Regional deficit plan approved despite dissent by Madrid and Catalonia

Controversial program calls for different targets for different regions

Francesco Manetto
Finance Minister Cristóbal Montoro (r) with Andreu Mas-Colell and Carmen Martín Aguayo.
Finance Minister Cristóbal Montoro (r) with Andreu Mas-Colell and Carmen Martín Aguayo. l. sevillano

The Fiscal and Financial Policy Council (CPFF) has approved a controversial à la carte deficit-reduction plan for the country’s regions that reflect their particular circumstances despite objections by a number of them.

The program, which has divided the ruling Popular Party (PP) regional barons more than any other policy of Prime Minister Mariano Rajoy, calls for different deficit-reduction targets for different regions. In the case of Valencia the figure is 1.6 percent, while for Extremadura it is 1.0 percent, with an average of 1.3 percent across all the country’s 17 regions.

The regions’ shortfall in 2012 was 1.7 percent of GDP, 0.2 points above target. The regions have struggled to meet the targets set for them. They have been forced to introduce draconian cuts to spending on education and health and have suffered protests and the resulting political fallout.

Under the European Union’s Stability and Growth Pact, the European Commission has agreed a target for the shortfall in all of Spain’s public administrations for this year of 6.5 percent of GDP, down from 7.0 percent last year. This figure includes a deficit for the regions of 1.3 percent of GDP, 1.4 percent for the Social Security system and 3.8 percent for the central government, a figure that had already been reached in the first six months of the year.

Given that the country is now in the grip of its second recession in four years, the Commission has also agreed to allow Spain more time to bring its deficit back within the 3 percent ceiling set by the EU.
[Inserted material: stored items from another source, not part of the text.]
use crate::events::FeedEvent;
use serde::{Deserialize, Serialize};
use std::fmt;

/// Display status of the feed connection.
///
/// The status exists only to drive the status label in the feed view; no
/// other component consumes it and no state is terminal. Transitions are
/// driven solely by connector lifecycle events and the refresh gesture.
#[derive(Debug, Clone, Copy, PartialEq, Eq, Serialize, Deserialize)]
pub enum ConnectionStatus {
    Disconnected,
    Connected,
    Detected,
    Error,
    RefreshRequested,
    RefreshUnavailable,
}

impl ConnectionStatus {
    /// Status label shown in the feed view
    pub fn label(&self) -> &'static str {
        match self {
            ConnectionStatus::Disconnected => "Disconnected",
            ConnectionStatus::Connected => "Connected",
            ConnectionStatus::Detected => "New detection received",
            ConnectionStatus::Error => "Connection error",
            ConnectionStatus::RefreshRequested => "Refresh requested",
            ConnectionStatus::RefreshUnavailable => "Cannot refresh: not connected",
        }
    }

    /// Status transition implied by a feed event, if any
    pub fn for_event(event: &FeedEvent) -> Option<ConnectionStatus> {
        match event {
            FeedEvent::ConnectionOpened { .. } => Some(ConnectionStatus::Connected),
            FeedEvent::ConnectionClosed { .. } => Some(ConnectionStatus::Disconnected),
            FeedEvent::ConnectionError { .. } => Some(ConnectionStatus::Error),
            FeedEvent::ImageDetected { .. } => Some(ConnectionStatus::Detected),
            FeedEvent::RefreshRequested { .. } => Some(ConnectionStatus::RefreshRequested),
            FeedEvent::RefreshUnavailable { .. } => Some(ConnectionStatus::RefreshUnavailable),
            FeedEvent::RefreshGesture { .. }
            | FeedEvent::HistoryReloaded { .. }
            | FeedEvent::ShutdownRequested { .. } => None,
        }
    }
}

impl Default for ConnectionStatus {
    fn default() -> Self {
        ConnectionStatus::Disconnected
    }
}

impl fmt::Display for ConnectionStatus {
    fn fmt(&self, f: &mut fmt::Formatter<'_>) -> fmt::Result {
        f.write_str(self.label())
    }
}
Madrid, Catalonia, Asturias and the Canary Islands voted against the plan, which was approved Thursday by the CPFF. The finance commissioner of Extremadura, whose premier José Antonio Monago of the PP has been one of the most vocal opponents of an à la carte arrangement, abstained in the vote on the plan drawn up by Finance Minister Cristóbal Montoro.

Extremadura posted a deficit last year of 0.7 percent of GDP. Montoro said Thursday that allowing the region more margin this year was justified by the fact that last year the region’s coffers were swelled by one-off revenues.

The finance commissioner of the region of Madrid, Enrique Ossorio, said: “The agreement favors regions that failed to reach their targets and punishes those that did.” The target set for Madrid was 1.07 percent of GDP, the same as last year.

Despite Catalonia being granted a reduction in its target for this year to 1.58 percent of GDP, the northwest region’s financial commissioner, Andreu Mas-Colell, complained that the agreement was a “triumph” for the regions in the central belt of the country against those on the Mediterranean coast.

After the meeting, Montoro tried to calm the waters. “I ask the regions not to look on each other in mistrust,” he said. “The responsibility and the duty of the central government is that of coordination and the regions have to attend to their own tasks rather than looking at what their neighbors are doing.”